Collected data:

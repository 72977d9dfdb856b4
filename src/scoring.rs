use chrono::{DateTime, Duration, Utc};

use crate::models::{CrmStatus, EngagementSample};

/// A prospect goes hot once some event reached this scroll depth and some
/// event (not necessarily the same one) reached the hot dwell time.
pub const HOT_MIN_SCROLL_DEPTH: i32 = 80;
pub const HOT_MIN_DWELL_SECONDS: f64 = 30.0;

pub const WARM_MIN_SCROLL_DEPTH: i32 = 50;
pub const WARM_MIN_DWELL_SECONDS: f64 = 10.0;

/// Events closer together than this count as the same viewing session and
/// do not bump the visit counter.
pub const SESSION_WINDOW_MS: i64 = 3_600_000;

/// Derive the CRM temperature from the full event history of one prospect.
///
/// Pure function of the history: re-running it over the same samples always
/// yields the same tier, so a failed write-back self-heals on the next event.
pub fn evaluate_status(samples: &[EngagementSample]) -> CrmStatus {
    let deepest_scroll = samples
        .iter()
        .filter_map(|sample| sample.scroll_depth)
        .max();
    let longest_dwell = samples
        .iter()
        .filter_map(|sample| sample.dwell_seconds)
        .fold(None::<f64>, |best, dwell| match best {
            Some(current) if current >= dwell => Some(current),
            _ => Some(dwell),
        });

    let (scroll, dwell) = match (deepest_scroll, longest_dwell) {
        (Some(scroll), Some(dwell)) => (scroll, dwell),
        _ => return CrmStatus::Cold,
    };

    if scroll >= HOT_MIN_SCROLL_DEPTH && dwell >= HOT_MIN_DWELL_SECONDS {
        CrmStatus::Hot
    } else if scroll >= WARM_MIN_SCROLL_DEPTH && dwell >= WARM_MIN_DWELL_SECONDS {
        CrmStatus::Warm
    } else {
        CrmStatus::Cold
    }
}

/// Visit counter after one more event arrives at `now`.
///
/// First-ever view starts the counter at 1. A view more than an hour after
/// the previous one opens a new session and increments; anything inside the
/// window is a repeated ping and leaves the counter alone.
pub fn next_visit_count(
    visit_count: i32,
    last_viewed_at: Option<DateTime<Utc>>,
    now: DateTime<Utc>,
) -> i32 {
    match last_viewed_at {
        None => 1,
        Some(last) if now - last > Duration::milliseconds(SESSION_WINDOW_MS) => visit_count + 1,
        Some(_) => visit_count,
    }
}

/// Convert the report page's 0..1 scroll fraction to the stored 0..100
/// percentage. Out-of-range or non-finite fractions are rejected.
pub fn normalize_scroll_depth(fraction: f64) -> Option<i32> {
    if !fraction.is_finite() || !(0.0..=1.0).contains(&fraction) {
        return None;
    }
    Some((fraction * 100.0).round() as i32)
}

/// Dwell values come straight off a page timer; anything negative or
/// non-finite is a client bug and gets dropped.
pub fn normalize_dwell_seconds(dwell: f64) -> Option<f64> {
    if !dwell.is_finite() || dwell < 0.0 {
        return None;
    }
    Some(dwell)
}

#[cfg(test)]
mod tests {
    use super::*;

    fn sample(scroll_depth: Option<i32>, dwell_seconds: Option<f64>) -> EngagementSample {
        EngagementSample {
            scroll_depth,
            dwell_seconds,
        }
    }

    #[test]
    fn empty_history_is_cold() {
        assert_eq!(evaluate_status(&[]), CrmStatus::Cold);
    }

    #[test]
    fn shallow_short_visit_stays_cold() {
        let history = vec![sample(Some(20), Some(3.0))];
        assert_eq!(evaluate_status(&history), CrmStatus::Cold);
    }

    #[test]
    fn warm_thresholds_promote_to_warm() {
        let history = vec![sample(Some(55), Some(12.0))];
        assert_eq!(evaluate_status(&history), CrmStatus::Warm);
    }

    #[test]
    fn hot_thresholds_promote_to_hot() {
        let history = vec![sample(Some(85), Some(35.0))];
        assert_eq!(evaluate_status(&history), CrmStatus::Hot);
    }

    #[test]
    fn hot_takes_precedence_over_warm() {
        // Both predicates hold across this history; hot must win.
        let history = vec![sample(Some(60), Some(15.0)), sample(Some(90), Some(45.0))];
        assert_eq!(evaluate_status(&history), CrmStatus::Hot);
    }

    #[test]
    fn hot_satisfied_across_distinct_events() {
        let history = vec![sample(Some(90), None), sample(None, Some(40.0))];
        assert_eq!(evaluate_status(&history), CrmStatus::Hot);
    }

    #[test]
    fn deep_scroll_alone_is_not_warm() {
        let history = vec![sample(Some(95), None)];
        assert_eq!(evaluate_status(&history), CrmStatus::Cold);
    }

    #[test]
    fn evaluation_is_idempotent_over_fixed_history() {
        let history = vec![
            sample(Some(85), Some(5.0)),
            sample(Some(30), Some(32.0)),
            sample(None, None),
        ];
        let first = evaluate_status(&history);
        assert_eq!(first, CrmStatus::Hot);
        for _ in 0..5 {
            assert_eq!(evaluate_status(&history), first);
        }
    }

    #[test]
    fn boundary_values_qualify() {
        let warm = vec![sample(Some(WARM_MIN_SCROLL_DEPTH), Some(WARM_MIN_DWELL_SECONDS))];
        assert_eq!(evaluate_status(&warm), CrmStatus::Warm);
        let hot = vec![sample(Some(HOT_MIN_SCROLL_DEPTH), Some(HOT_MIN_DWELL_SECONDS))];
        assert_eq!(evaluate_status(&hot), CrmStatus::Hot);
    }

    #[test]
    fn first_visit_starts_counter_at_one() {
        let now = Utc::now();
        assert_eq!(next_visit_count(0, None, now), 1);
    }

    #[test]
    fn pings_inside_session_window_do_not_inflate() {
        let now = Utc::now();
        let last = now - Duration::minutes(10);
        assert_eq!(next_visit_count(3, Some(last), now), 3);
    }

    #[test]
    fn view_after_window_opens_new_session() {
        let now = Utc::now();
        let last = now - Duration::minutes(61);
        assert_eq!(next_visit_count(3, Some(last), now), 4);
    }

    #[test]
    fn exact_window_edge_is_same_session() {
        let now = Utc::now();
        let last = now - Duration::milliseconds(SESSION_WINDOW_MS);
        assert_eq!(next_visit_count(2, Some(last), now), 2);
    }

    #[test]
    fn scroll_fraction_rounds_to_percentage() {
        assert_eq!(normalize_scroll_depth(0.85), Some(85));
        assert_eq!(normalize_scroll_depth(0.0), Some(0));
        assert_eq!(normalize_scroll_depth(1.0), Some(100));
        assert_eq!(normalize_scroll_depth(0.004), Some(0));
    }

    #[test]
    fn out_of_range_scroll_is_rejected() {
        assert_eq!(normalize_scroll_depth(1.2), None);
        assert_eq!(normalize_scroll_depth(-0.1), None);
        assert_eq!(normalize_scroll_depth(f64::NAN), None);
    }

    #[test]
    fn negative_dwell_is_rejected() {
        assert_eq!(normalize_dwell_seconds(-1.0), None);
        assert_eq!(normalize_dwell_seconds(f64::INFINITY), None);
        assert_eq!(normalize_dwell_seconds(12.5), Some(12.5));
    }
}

_WORK INSTRUCTION_
Type out the entries again, word for word.

_WRITTEN SOLUTION_
repository 72977d9dfdb856b4
filename src/scoring.rs
use chrono::{DateTime, Duration, Utc};

use crate::models::{CrmStatus, EngagementSample};

/// A prospect goes hot once some event reached this scroll depth and some
/// event (not necessarily the same one) reached the hot dwell time.
pub const HOT_MIN_SCROLL_DEPTH: i32 = 80;
pub const HOT_MIN_DWELL_SECONDS: f64 = 30.0;

pub const WARM_MIN_SCROLL_DEPTH: i32 = 50;
pub const WARM_MIN_DWELL_SECONDS: f64 = 10.0;

/// Events closer together than this count as the same viewing session and
/// do not bump the visit counter.
pub const SESSION_WINDOW_MS: i64 = 3_600_000;

/// Derive the CRM temperature from the full event history of one prospect.
///
/// Pure function of the history: re-running it over the same samples always
/// yields the same tier, so a failed write-back self-heals on the next event.
pub fn evaluate_status(samples: &[EngagementSample]) -> CrmStatus {
    let deepest_scroll = samples
        .iter()
        .filter_map(|sample| sample.scroll_depth)
        .max();
    let longest_dwell = samples
        .iter()
        .filter_map(|sample| sample.dwell_seconds)
        .fold(None::<f64>, |best, dwell| match best {
            Some(current) if current >= dwell => Some(current),
            _ => Some(dwell),
        });

    let (scroll, dwell) = match (deepest_scroll, longest_dwell) {
        (Some(scroll), Some(dwell)) => (scroll, dwell),
        _ => return CrmStatus::Cold,
    };

    if scroll >= HOT_MIN_SCROLL_DEPTH && dwell >= HOT_MIN_DWELL_SECONDS {
        CrmStatus::Hot
    } else if scroll >= WARM_MIN_SCROLL_DEPTH && dwell >= WARM_MIN_DWELL_SECONDS {
        CrmStatus::Warm
    } else {
        CrmStatus::Cold
    }
}

/// Visit counter after one more event arrives at `now`.
///
/// First-ever view starts the counter at 1. A view more than an hour after
/// the previous one opens a new session and increments; anything inside the
/// window is a repeated ping and leaves the counter alone.
pub fn next_visit_count(
    visit_count: i32,
    last_viewed_at: Option<DateTime<Utc>>,
    now: DateTime<Utc>,
) -> i32 {
    match last_viewed_at {
        None => 1,
        Some(last) if now - last > Duration::milliseconds(SESSION_WINDOW_MS) => visit_count + 1,
        Some(_) => visit_count,
    }
}

/// Convert the report page's 0..1 scroll fraction to the stored 0..100
/// percentage. Out-of-range or non-finite fractions are rejected.
pub fn normalize_scroll_depth(fraction: f64) -> Option<i32> {
    if !fraction.is_finite() || !(0.0..=1.0).contains(&fraction) {
        return None;
    }
    Some((fraction * 100.0).round() as i32)
}

/// Dwell values come straight off a page timer; anything negative or
/// non-finite is a client bug and gets dropped.
pub fn normalize_dwell_seconds(dwell: f64) -> Option<f64> {
    if !dwell.is_finite() || dwell < 0.0 {
        return None;
    }
    Some(dwell)
}

#[cfg(test)]
mod tests {
    use super::*;

    fn sample(scroll_depth: Option<i32>, dwell_seconds: Option<f64>) -> EngagementSample {
        EngagementSample {
            scroll_depth,
            dwell_seconds,
        }
    }

    #[test]
    fn empty_history_is_cold() {
        assert_eq!(evaluate_status(&[]), CrmStatus::Cold);
    }

    #[test]
    fn shallow_short_visit_stays_cold() {
        let history = vec![sample(Some(20), Some(3.0))];
        assert_eq!(evaluate_status(&history), CrmStatus::Cold);
    }

    #[test]
    fn warm_thresholds_promote_to_warm() {
        let history = vec![sample(Some(55), Some(12.0))];
        assert_eq!(evaluate_status(&history), CrmStatus::Warm);
    }

    #[test]
    fn hot_thresholds_promote_to_hot() {
        let history = vec![sample(Some(85), Some(35.0))];
        assert_eq!(evaluate_status(&history), CrmStatus::Hot);
    }

    #[test]
    fn hot_takes_precedence_over_warm() {
        // Both predicates hold across this history; hot must win.
        let history = vec![sample(Some(60), Some(15.0)), sample(Some(90), Some(45.0))];
        assert_eq!(evaluate_status(&history), CrmStatus::Hot);
    }

    #[test]
    fn hot_satisfied_across_distinct_events() {
        let history = vec![sample(Some(90), None), sample(None, Some(40.0))];
        assert_eq!(evaluate_status(&history), CrmStatus::Hot);
    }

    #[test]
    fn deep_scroll_alone_is_not_warm() {
        let history = vec![sample(Some(95), None)];
        assert_eq!(evaluate_status(&history), CrmStatus::Cold);
    }

    #[test]
    fn evaluation_is_idempotent_over_fixed_history() {
        let history = vec![
            sample(Some(85), Some(5.0)),
            sample(Some(30), Some(32.0)),
            sample(None, None),
        ];
        let first = evaluate_status(&history);
        assert_eq!(first, CrmStatus::Hot);
        for _ in 0..5 {
            assert_eq!(evaluate_status(&history), first);
        }
    }

    #[test]
    fn boundary_values_qualify() {
        let warm = vec![sample(Some(WARM_MIN_SCROLL_DEPTH), Some(WARM_MIN_DWELL_SECONDS))];
        assert_eq!(evaluate_status(&warm), CrmStatus::Warm);
        let hot = vec![sample(Some(HOT_MIN_SCROLL_DEPTH), Some(HOT_MIN_DWELL_SECONDS))];
        assert_eq!(evaluate_status(&hot), CrmStatus::Hot);
    }

    #[test]
    fn first_visit_starts_counter_at_one() {
        let now = Utc::now();
        assert_eq!(next_visit_count(0, None, now), 1);
    }

    #[test]
    fn pings_inside_session_window_do_not_inflate() {
        let now = Utc::now();
        let last = now - Duration::minutes(10);
        assert_eq!(next_visit_count(3, Some(last), now), 3);
    }

    #[test]
    fn view_after_window_opens_new_session() {
        let now = Utc::now();
        let last = now - Duration::minutes(61);
        assert_eq!(next_visit_count(3, Some(last), now), 4);
    }

    #[test]
    fn exact_window_edge_is_same_session() {
        let now = Utc::now();
        let last = now - Duration::milliseconds(SESSION_WINDOW_MS);
        assert_eq!(next_visit_count(2, Some(last), now), 2);
    }

    #[test]
    fn scroll_fraction_rounds_to_percentage() {
        assert_eq!(normalize_scroll_depth(0.85), Some(85));
        assert_eq!(normalize_scroll_depth(0.0), Some(0));
        assert_eq!(normalize_scroll_depth(1.0), Some(100));
        assert_eq!(normalize_scroll_depth(0.004), Some(0));
    }

    #[test]
    fn out_of_range_scroll_is_rejected() {
        assert_eq!(normalize_scroll_depth(1.2), None);
        assert_eq!(normalize_scroll_depth(-0.1), None);
        assert_eq!(normalize_scroll_depth(f64::NAN), None);
    }

    #[test]
    fn negative_dwell_is_rejected() {
        assert_eq!(normalize_dwell_seconds(-1.0), None);
        assert_eq!(normalize_dwell_seconds(f64::INFINITY), None);
        assert_eq!(normalize_dwell_seconds(12.5), Some(12.5));
    }
}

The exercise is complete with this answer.